> **What is required**
Each entry below should be retyped exactly as given.

> **Items from a data source**
══════════════════════════════

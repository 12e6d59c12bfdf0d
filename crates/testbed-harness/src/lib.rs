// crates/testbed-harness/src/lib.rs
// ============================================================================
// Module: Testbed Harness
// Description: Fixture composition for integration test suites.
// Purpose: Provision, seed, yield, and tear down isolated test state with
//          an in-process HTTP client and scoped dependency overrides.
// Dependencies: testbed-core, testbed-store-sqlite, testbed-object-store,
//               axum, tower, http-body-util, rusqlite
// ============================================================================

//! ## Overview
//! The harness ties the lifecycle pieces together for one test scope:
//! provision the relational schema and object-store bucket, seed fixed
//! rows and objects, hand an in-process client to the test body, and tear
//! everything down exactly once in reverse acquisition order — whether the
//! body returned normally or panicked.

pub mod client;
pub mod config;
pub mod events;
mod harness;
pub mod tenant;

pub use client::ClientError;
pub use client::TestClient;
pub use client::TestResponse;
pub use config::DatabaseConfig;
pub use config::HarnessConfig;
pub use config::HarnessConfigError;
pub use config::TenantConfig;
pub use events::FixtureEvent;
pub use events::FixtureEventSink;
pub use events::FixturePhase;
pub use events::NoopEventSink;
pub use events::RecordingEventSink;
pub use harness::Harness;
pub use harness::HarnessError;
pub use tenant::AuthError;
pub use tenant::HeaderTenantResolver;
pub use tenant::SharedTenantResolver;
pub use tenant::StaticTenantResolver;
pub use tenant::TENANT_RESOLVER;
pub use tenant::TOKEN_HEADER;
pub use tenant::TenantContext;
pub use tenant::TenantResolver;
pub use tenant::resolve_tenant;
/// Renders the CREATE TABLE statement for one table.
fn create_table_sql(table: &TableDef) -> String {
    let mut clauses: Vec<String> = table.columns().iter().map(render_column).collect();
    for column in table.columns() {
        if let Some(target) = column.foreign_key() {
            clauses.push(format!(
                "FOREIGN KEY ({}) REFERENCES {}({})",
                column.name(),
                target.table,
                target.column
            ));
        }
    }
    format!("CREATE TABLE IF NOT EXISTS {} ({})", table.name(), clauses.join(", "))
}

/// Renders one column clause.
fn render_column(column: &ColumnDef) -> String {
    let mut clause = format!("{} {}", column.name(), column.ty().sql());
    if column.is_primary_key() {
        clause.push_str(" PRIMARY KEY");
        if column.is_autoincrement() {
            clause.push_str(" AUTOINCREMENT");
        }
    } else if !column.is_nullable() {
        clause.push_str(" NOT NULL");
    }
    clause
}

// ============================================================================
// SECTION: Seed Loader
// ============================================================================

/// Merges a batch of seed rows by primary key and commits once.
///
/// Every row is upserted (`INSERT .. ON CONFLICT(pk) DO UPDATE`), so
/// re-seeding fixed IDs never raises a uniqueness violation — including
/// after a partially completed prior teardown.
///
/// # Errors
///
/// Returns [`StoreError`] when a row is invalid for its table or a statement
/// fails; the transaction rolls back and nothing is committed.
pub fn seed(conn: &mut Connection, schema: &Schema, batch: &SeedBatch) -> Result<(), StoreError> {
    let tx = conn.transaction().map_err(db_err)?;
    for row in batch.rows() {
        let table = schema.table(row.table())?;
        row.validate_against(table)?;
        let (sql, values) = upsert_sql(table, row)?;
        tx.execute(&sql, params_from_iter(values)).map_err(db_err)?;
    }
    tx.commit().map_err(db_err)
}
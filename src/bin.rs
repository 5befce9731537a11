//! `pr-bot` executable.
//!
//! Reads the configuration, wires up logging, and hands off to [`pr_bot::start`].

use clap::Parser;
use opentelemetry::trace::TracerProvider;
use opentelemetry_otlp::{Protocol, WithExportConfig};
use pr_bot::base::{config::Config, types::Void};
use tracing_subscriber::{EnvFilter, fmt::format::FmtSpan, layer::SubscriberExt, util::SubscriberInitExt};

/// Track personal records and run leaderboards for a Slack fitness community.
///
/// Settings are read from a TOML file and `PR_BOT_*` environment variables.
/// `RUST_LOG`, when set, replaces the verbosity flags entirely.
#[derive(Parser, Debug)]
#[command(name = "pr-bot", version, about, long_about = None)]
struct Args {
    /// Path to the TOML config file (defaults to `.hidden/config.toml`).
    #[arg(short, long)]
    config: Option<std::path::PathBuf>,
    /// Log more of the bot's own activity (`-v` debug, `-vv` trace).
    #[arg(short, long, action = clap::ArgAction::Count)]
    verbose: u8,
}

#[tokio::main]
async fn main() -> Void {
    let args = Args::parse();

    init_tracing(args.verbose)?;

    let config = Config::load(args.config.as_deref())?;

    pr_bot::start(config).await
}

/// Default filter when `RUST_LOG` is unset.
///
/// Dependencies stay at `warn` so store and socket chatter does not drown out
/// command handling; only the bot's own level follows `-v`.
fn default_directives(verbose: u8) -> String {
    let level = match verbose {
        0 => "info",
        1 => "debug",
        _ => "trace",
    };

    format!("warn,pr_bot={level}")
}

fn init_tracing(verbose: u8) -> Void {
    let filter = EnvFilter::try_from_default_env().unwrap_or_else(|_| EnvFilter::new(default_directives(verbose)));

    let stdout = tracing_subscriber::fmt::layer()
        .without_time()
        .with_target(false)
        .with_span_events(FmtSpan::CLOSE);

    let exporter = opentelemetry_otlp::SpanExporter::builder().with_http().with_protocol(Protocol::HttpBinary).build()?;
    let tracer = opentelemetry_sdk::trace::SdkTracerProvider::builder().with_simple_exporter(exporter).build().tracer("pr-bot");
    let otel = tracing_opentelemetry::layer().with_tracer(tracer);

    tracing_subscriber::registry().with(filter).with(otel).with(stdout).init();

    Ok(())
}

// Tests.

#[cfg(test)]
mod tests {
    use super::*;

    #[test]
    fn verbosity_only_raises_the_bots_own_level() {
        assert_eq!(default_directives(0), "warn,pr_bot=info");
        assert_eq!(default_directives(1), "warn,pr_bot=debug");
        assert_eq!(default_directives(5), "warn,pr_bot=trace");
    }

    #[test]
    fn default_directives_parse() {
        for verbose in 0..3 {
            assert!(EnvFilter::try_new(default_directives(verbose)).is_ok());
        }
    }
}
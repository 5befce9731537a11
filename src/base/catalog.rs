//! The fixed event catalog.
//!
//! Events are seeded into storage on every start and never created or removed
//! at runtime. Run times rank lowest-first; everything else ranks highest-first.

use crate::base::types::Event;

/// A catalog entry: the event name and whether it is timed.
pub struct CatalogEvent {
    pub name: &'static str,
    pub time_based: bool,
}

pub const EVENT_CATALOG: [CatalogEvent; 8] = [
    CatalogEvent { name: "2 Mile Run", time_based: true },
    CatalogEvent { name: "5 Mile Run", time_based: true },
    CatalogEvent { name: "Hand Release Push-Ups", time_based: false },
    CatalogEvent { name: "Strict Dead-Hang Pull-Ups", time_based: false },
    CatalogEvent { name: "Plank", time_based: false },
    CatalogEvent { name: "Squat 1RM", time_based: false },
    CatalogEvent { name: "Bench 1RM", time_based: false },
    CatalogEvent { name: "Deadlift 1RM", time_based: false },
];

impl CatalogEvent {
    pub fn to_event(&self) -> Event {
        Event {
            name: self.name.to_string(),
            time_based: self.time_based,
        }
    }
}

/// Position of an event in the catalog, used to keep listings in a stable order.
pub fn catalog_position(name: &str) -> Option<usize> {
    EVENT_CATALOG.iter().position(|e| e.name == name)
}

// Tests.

══════════════════════════════

> **Answer box**
repository 12e6d59c12bfdf0d
filename crates/testbed-harness/src/lib.rs
// crates/testbed-harness/src/lib.rs
// ============================================================================
// Module: Testbed Harness
// Description: Fixture composition for integration test suites.
// Purpose: Provision, seed, yield, and tear down isolated test state with
//          an in-process HTTP client and scoped dependency overrides.
// Dependencies: testbed-core, testbed-store-sqlite, testbed-object-store,
//               axum, tower, http-body-util, rusqlite
// ============================================================================

//! ## Overview
//! The harness ties the lifecycle pieces together for one test scope:
//! provision the relational schema and object-store bucket, seed fixed
//! rows and objects, hand an in-process client to the test body, and tear
//! everything down exactly once in reverse acquisition order — whether the
//! body returned normally or panicked.

pub mod client;
pub mod config;
pub mod events;
mod harness;
pub mod tenant;

pub use client::ClientError;
pub use client::TestClient;
pub use client::TestResponse;
pub use config::DatabaseConfig;
pub use config::HarnessConfig;
pub use config::HarnessConfigError;
pub use config::TenantConfig;
pub use events::FixtureEvent;
pub use events::FixtureEventSink;
pub use events::FixturePhase;
pub use events::NoopEventSink;
pub use events::RecordingEventSink;
pub use harness::Harness;
pub use harness::HarnessError;
pub use tenant::AuthError;
pub use tenant::HeaderTenantResolver;
pub use tenant::SharedTenantResolver;
pub use tenant::StaticTenantResolver;
pub use tenant::TENANT_RESOLVER;
pub use tenant::TOKEN_HEADER;
pub use tenant::TenantContext;
pub use tenant::TenantResolver;
pub use tenant::resolve_tenant;
/// Renders the CREATE TABLE statement for one table.
fn create_table_sql(table: &TableDef) -> String {
    let mut clauses: Vec<String> = table.columns().iter().map(render_column).collect();
    for column in table.columns() {
        if let Some(target) = column.foreign_key() {
            clauses.push(format!(
                "FOREIGN KEY ({}) REFERENCES {}({})",
                column.name(),
                target.table,
                target.column
            ));
        }
    }
    format!("CREATE TABLE IF NOT EXISTS {} ({})", table.name(), clauses.join(", "))
}

/// Renders one column clause.
fn render_column(column: &ColumnDef) -> String {
    let mut clause = format!("{} {}", column.name(), column.ty().sql());
    if column.is_primary_key() {
        clause.push_str(" PRIMARY KEY");
        if column.is_autoincrement() {
            clause.push_str(" AUTOINCREMENT");
        }
    } else if !column.is_nullable() {
        clause.push_str(" NOT NULL");
    }
    clause
}

// ============================================================================
// SECTION: Seed Loader
// ============================================================================

/// Merges a batch of seed rows by primary key and commits once.
///
/// Every row is upserted (`INSERT .. ON CONFLICT(pk) DO UPDATE`), so
/// re-seeding fixed IDs never raises a uniqueness violation — including
/// after a partially completed prior teardown.
///
/// # Errors
///
/// Returns [`StoreError`] when a row is invalid for its table or a statement
/// fails; the transaction rolls back and nothing is committed.
pub fn seed(conn: &mut Connection, schema: &Schema, batch: &SeedBatch) -> Result<(), StoreError> {
    let tx = conn.transaction().map_err(db_err)?;
    for row in batch.rows() {
        let table = schema.table(row.table())?;
        row.validate_against(table)?;
        let (sql, values) = upsert_sql(table, row)?;
        tx.execute(&sql, params_from_iter(values)).map_err(db_err)?;
    }
    tx.commit().map_err(db_err)
}
filename src/bin.rs
repository 5befce9731537a11
//! `pr-bot` executable.
//!
//! Reads the configuration, wires up logging, and hands off to [`pr_bot::start`].

use clap::Parser;
use opentelemetry::trace::TracerProvider;
use opentelemetry_otlp::{Protocol, WithExportConfig};
use pr_bot::base::{config::Config, types::Void};
use tracing_subscriber::{EnvFilter, fmt::format::FmtSpan, layer::SubscriberExt, util::SubscriberInitExt};

/// Track personal records and run leaderboards for a Slack fitness community.
///
/// Settings are read from a TOML file and `PR_BOT_*` environment variables.
/// `RUST_LOG`, when set, replaces the verbosity flags entirely.
#[derive(Parser, Debug)]
#[command(name = "pr-bot", version, about, long_about = None)]
struct Args {
    /// Path to the TOML config file (defaults to `.hidden/config.toml`).
    #[arg(short, long)]
    config: Option<std::path::PathBuf>,
    /// Log more of the bot's own activity (`-v` debug, `-vv` trace).
    #[arg(short, long, action = clap::ArgAction::Count)]
    verbose: u8,
}

#[tokio::main]
async fn main() -> Void {
    let args = Args::parse();

    init_tracing(args.verbose)?;

    let config = Config::load(args.config.as_deref())?;

    pr_bot::start(config).await
}

/// Default filter when `RUST_LOG` is unset.
///
/// Dependencies stay at `warn` so store and socket chatter does not drown out
/// command handling; only the bot's own level follows `-v`.
fn default_directives(verbose: u8) -> String {
    let level = match verbose {
        0 => "info",
        1 => "debug",
        _ => "trace",
    };

    format!("warn,pr_bot={level}")
}

fn init_tracing(verbose: u8) -> Void {
    let filter = EnvFilter::try_from_default_env().unwrap_or_else(|_| EnvFilter::new(default_directives(verbose)));

    let stdout = tracing_subscriber::fmt::layer()
        .without_time()
        .with_target(false)
        .with_span_events(FmtSpan::CLOSE);

    let exporter = opentelemetry_otlp::SpanExporter::builder().with_http().with_protocol(Protocol::HttpBinary).build()?;
    let tracer = opentelemetry_sdk::trace::SdkTracerProvider::builder().with_simple_exporter(exporter).build().tracer("pr-bot");
    let otel = tracing_opentelemetry::layer().with_tracer(tracer);

    tracing_subscriber::registry().with(filter).with(otel).with(stdout).init();

    Ok(())
}

// Tests.

#[cfg(test)]
mod tests {
    use super::*;

    #[test]
    fn verbosity_only_raises_the_bots_own_level() {
        assert_eq!(default_directives(0), "warn,pr_bot=info");
        assert_eq!(default_directives(1), "warn,pr_bot=debug");
        assert_eq!(default_directives(5), "warn,pr_bot=trace");
    }

    #[test]
    fn default_directives_parse() {
        for verbose in 0..3 {
            assert!(EnvFilter::try_new(default_directives(verbose)).is_ok());
        }
    }
}
repository 5befce9731537a11
filename src/base/catalog.rs
//! The fixed event catalog.
//!
//! Events are seeded into storage on every start and never created or removed
//! at runtime. Run times rank lowest-first; everything else ranks highest-first.

use crate::base::types::Event;

/// A catalog entry: the event name and whether it is timed.
pub struct CatalogEvent {
    pub name: &'static str,
    pub time_based: bool,
}

pub const EVENT_CATALOG: [CatalogEvent; 8] = [
    CatalogEvent { name: "2 Mile Run", time_based: true },
    CatalogEvent { name: "5 Mile Run", time_based: true },
    CatalogEvent { name: "Hand Release Push-Ups", time_based: false },
    CatalogEvent { name: "Strict Dead-Hang Pull-Ups", time_based: false },
    CatalogEvent { name: "Plank", time_based: false },
    CatalogEvent { name: "Squat 1RM", time_based: false },
    CatalogEvent { name: "Bench 1RM", time_based: false },
    CatalogEvent { name: "Deadlift 1RM", time_based: false },
];

impl CatalogEvent {
    pub fn to_event(&self) -> Event {
        Event {
            name: self.name.to_string(),
            time_based: self.time_based,
        }
    }
}

/// Position of an event in the catalog, used to keep listings in a stable order.
pub fn catalog_position(name: &str) -> Option<usize> {
    EVENT_CATALOG.iter().position(|e| e.name == name)
}

// Tests.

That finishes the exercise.